Воображение мира - Иличевский Александр. Страница 4

Саму первобытность нравов этой части населения Земли можно прочувствовать, оказавшись однажды свидетелем массового ритуального забоя скота, когда огромное количество людей в праздничных одеждах, собравшихся в одном месте, с эгоистической жадностью к лучшей доле приносят в жертву домашних животных, сливают кровь и т. д. Тогда вы в полной мере почувствуете разницу между живой жертвой, умерщвляемой ради ритуального избавления от неблагополучных взаимоотношений с провидением, и духовной работой, молитвенным раскаянием и искуплением.

Ко всему прочему, очевидно, что в будущем человечество обратится к искусственному производству животных белков и придет к законодательно утвержденной международной конвенции вегетарианства.

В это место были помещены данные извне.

//! Execution engine driving plans off the durable work queue.
//!
//! Workers claim one [`WorkItem`] at a time and hand it to
//! [`ExecutionEngine::process`]. Every handler re-reads the records it needs,
//! decides, and commits its writes as one unit; nothing is kept in memory
//! between items, so any worker (or a restarted process) can pick up any item.

use chrono::{DateTime, Utc};
use conductor_core::{
    new_correlation_id, to_chrono, CoreError, ExecutableResponse, FailureInfo, NodeExecution,
    Plan, PlanExecution, PlanNode, PlanStatus, Status, WaitInstance, WaitPurpose, WorkItem,
    WorkKind, CHILD_FAILED,
};
use db::{ExecutionStore, UnitOfWork};
use events::{Event, NodeEventData};
use serde_json::{json, Value};
use std::collections::HashMap;
use std::sync::Arc;
use std::time::Duration;
use tracing::{debug, error, info, info_span, warn, Instrument};
use uuid::Uuid;

use super::step::{StepContext, StepOutcome};
use crate::advisers::{AdviserResponse, AdvisingEvent};
use crate::error::{OrchestratorError, Result};
use crate::interrupts::InterruptManager;
use crate::services::EngineContext;
use crate::wait_notify::{delay_item, delay_response};

/// What the worker does with the item it processed.
#[derive(Debug, Clone, Copy, PartialEq, Eq)]
pub enum WorkDisposition {
    /// Done; delete the item.
    Completed,
    /// Not actionable yet; give it back, ready again at the given instant.
    Deferred(DateTime<Utc>),
}

#[derive(Clone)]
pub struct ExecutionEngine {
    ctx: Arc<EngineContext>,
}
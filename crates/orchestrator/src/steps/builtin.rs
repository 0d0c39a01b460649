use async_trait::async_trait;
use conductor_core::{ExecutableResponse, FailureInfo};
use serde_json::{json, Value};

use crate::core::{StepContext, StepExecutor};

/// Succeeds immediately. Outputs the `outputs` parameter, or all parameters.
pub struct NoopStep;

#[async_trait]
impl StepExecutor for NoopStep {
    async fn execute(&self, ctx: &StepContext) -> Result<ExecutableResponse, FailureInfo> {
        let outputs = ctx
            .parameter("outputs")
            .cloned()
            .unwrap_or_else(|| ctx.parameters.clone());
        Ok(ExecutableResponse::Sync { outputs })
    }
}

/// Fails with `code`/`message`. With `succeed_on_attempt: n` the n-th attempt
/// (1-based) and later ones succeed.
pub struct FailStep;

#[async_trait]
impl StepExecutor for FailStep {
    async fn execute(&self, ctx: &StepContext) -> Result<ExecutableResponse, FailureInfo> {
        let attempt = u64::from(ctx.retry_count) + 1;
        if ctx
            .u64_parameter("succeed_on_attempt")
            .is_some_and(|n| attempt >= n)
        {
            return Ok(ExecutableResponse::Sync {
                outputs: json!({ "attempt": attempt }),
            });
        }
        Err(FailureInfo::new(
            ctx.str_parameter("code").unwrap_or("STEP_FAILED"),
            ctx.str_parameter("message").unwrap_or("step failed"),
        ))
    }
}

/// Parks the node until someone notifies its correlation id.
pub struct WaitStep;

#[async_trait]
impl StepExecutor for WaitStep {
    async fn execute(&self, ctx: &StepContext) -> Result<ExecutableResponse, FailureInfo> {
        Ok(ExecutableResponse::Async {
            callback_id: ctx.require_correlation_id()?,
            resume_after_ms: ctx.u64_parameter("timeout_ms"),
        })
    }
}

/// Parks the node for `duration_ms` using a durable delay.
pub struct SleepStep;

#[async_trait]
impl StepExecutor for SleepStep {
    async fn execute(&self, ctx: &StepContext) -> Result<ExecutableResponse, FailureInfo> {
        Ok(ExecutableResponse::Async {
            callback_id: ctx.require_correlation_id()?,
            resume_after_ms: Some(ctx.u64_parameter("duration_ms").unwrap_or(0)),
        })
    }

    async fn handle_response(&self, ctx: &StepContext, _response: &Value) -> Result<Value, FailureInfo> {
        Ok(json!({ "slept_ms": ctx.u64_parameter("duration_ms").unwrap_or(0) }))
    }
}

/// Hands the parameters to the task dispatcher; completion arrives as a notify.
pub struct TaskStep;

#[async_trait]
impl StepExecutor for TaskStep {
    async fn execute(&self, ctx: &StepContext) -> Result<ExecutableResponse, FailureInfo> {
        let callback_id = ctx.require_correlation_id()?;
        let task_id = ctx
            .task_dispatcher
            .submit_task_async(ctx.parameters.clone(), &callback_id)
            .await
            .map_err(|e| FailureInfo::new("TASK_DISPATCH_FAILED", e.to_string()))?;
        Ok(ExecutableResponse::Task {
            task_id,
            callback_id,
        })
    }
}

/// Runs its single child chain.
pub struct SectionStep;

#[async_trait]
impl StepExecutor for SectionStep {
    async fn execute(&self, ctx: &StepContext) -> Result<ExecutableResponse, FailureInfo> {
        let child_node_id = ctx.children.first().cloned().ok_or_else(|| {
            FailureInfo::internal(format!("section `{}` has no child", ctx.identifier))
        })?;
        Ok(ExecutableResponse::Child { child_node_id })
    }
}

/// Runs every child chain concurrently and completes when all have ended.
pub struct ParallelStep;

#[async_trait]
impl StepExecutor for ParallelStep {
    async fn execute(&self, ctx: &StepContext) -> Result<ExecutableResponse, FailureInfo> {
        Ok(ExecutableResponse::Children {
            child_node_ids: ctx.children.clone(),
        })
    }
}

#[cfg(test)]
mod tests {
    use super::*;
    use crate::services::TaskDispatcher;
    use crate::error::{OrchestratorError, Result};
    use conductor_core::Ambiance;
    use std::collections::HashMap;
    use std::sync::Arc;
    use std::time::Duration;
    use uuid::Uuid;

    struct RejectingDispatcher;

    #[async_trait]
    impl TaskDispatcher for RejectingDispatcher {
        async fn submit_task(&self, _payload: Value, _timeout: Duration) -> Result<String> {
            Err(OrchestratorError::TaskDispatch("offline".into()))
        }

        async fn submit_task_async(&self, _payload: Value, _correlation_id: &str) -> Result<String> {
            Err(OrchestratorError::TaskDispatch("offline".into()))
        }

        async fn abort_task(&self, _task_id: &str) -> Result<()> {
            Ok(())
        }
    }

    fn ctx(parameters: Value, correlation_id: Option<&str>) -> StepContext {
        StepContext {
            node_execution_id: Uuid::new_v4(),
            plan_execution_id: Uuid::new_v4(),
            identifier: "step".into(),
            step_type: "test".into(),
            attempt_id: Uuid::new_v4(),
            retry_count: 0,
            ambiance: Ambiance::new(Uuid::new_v4(), HashMap::new()),
            parameters,
            children: vec!["a".into(), "b".into()],
            correlation_id: correlation_id.map(str::to_string),
            task_dispatcher: Arc::new(RejectingDispatcher),
        }
    }

    #[tokio::test]
    async fn test_fail_step_succeeds_on_later_attempt() {
        let mut context = ctx(json!({"code": "E1", "succeed_on_attempt": 2}), None);
        let failure = FailStep.execute(&context).await.unwrap_err();
        assert!(failure.has_code("E1"));

        context.retry_count = 1;
        assert!(FailStep.execute(&context).await.is_ok());
    }

    #[tokio::test]
    async fn test_wait_step_requires_correlation_id() {
        let failure = WaitStep.execute(&ctx(json!({}), None)).await.unwrap_err();
        assert!(failure.has_code(conductor_core::ENGINE_INTERNAL_ERROR));

        let response = WaitStep.execute(&ctx(json!({}), Some("cid"))).await.unwrap();
        assert_eq!(
            response,
            ExecutableResponse::Async {
                callback_id: "cid".into(),
                resume_after_ms: None
            }
        );
    }

    #[tokio::test]
    async fn test_task_dispatch_failure_is_step_failure() {
        let failure = TaskStep
            .execute(&ctx(json!({}), Some("cid")))
            .await
            .unwrap_err();
        assert!(failure.has_code("TASK_DISPATCH_FAILED"));
    }

    #[tokio::test]
    async fn test_parallel_and_section() {
        let context = ctx(json!({}), None);
        assert_eq!(
            ParallelStep.execute(&context).await.unwrap(),
            ExecutableResponse::Children {
                child_node_ids: vec!["a".into(), "b".into()]
            }
        );
        assert_eq!(
            SectionStep.execute(&context).await.unwrap(),
            ExecutableResponse::Child {
                child_node_id: "a".into()
            }
        );
    }
}
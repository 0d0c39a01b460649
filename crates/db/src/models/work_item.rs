use conductor_core::{WorkItem, WorkKind};

use super::{datetime_to_millis, millis_to_datetime, parse_opt_uuid, parse_uuid};
use crate::error::DbError;

#[derive(Debug, Clone, sqlx::FromRow)]
pub struct WorkItemRow {
    pub id: String,
    pub kind: String,
    pub node_execution_id: Option<String>,
    pub payload: String,
    pub ready_at: i64,
    pub attempts: i64,
    pub claimed_by: Option<String>,
    pub claimed_until: Option<i64>,
    pub created_at: i64,
}

impl WorkItemRow {
    pub fn into_domain(self) -> Result<WorkItem, DbError> {
        Ok(WorkItem {
            id: parse_uuid(&self.id, "work_items.id")?,
            kind: WorkKind::parse(&self.kind)
                .ok_or_else(|| DbError::corrupt(format!("work kind `{}`", self.kind)))?,
            node_execution_id: parse_opt_uuid(
                self.node_execution_id.as_deref(),
                "work_items.node_execution_id",
            )?,
            payload: serde_json::from_str(&self.payload)?,
            ready_at: millis_to_datetime(self.ready_at),
            attempts: self.attempts,
            claimed_by: self.claimed_by,
            claimed_until: self.claimed_until.map(millis_to_datetime),
            created_at: millis_to_datetime(self.created_at),
        })
    }
}

impl From<&WorkItem> for WorkItemRow {
    fn from(item: &WorkItem) -> Self {
        Self {
            id: item.id.to_string(),
            kind: item.kind.as_str().to_string(),
            node_execution_id: item.node_execution_id.map(|id| id.to_string()),
            payload: item.payload.to_string(),
            ready_at: datetime_to_millis(item.ready_at),
            attempts: item.attempts,
            claimed_by: item.claimed_by.clone(),
            claimed_until: item.claimed_until.map(datetime_to_millis),
            created_at: datetime_to_millis(item.created_at),
        }
    }
}
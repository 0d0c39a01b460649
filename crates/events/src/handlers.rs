use async_trait::async_trait;
use tracing::{debug, info};

use crate::error::HandlerError;
use crate::registry::EventHandler;
use crate::types::{Event, EventEnvelope};

/// Writes lifecycle events to the tracing log.
#[derive(Debug, Default, Clone)]
pub struct TracingHandler;

#[async_trait]
impl EventHandler for TracingHandler {
    async fn handle(&self, envelope: &EventEnvelope) -> Result<(), HandlerError> {
        match &envelope.event {
            Event::PlanStart {
                plan_execution_id,
                plan_name,
            } => info!(%plan_execution_id, plan = %plan_name, "Plan started"),
            Event::PlanEnd {
                plan_execution_id,
                status,
            } => info!(%plan_execution_id, %status, "Plan ended"),
            Event::NodeEnd { node } => info!(
                node_execution_id = %node.node_execution_id,
                identifier = %node.identifier,
                status = %node.status,
                "Node ended"
            ),
            Event::InterruptApplied {
                plan_execution_id,
                node_execution_id,
                interrupt_type,
                ..
            } => info!(
                %plan_execution_id,
                node_execution_id = ?node_execution_id,
                %interrupt_type,
                "Interrupt applied"
            ),
            other => debug!(
                sequence = envelope.sequence,
                event_type = %other.event_type(),
                node_execution_id = ?other.node_execution_id(),
                "Engine event"
            ),
        }
        Ok(())
    }
}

Таким образом, доземледельческая эпоха, эпоха охотников, собирателей и скотоводов, оказывается элементом агрессивной архаики. Она работает не на процветание, обращенное в будущее, его создающее. Это эпоха достатка аморальных родовых вождей, разобщенных и конкурирующих и потому стоящих вне закона, ибо закон предполагает равенство перед ним всех, что противоречит установкам «царьков». Вместо наследия вожди предлагают своим приспешникам добычу, вместо суда – собственную волю и прихоть (в просторечии – «понятия»). Никакой обращенности в будущее при таком раскладе быть не может: например, один из приметных элементов культуры чести – кровная месть не содействует демографическому росту.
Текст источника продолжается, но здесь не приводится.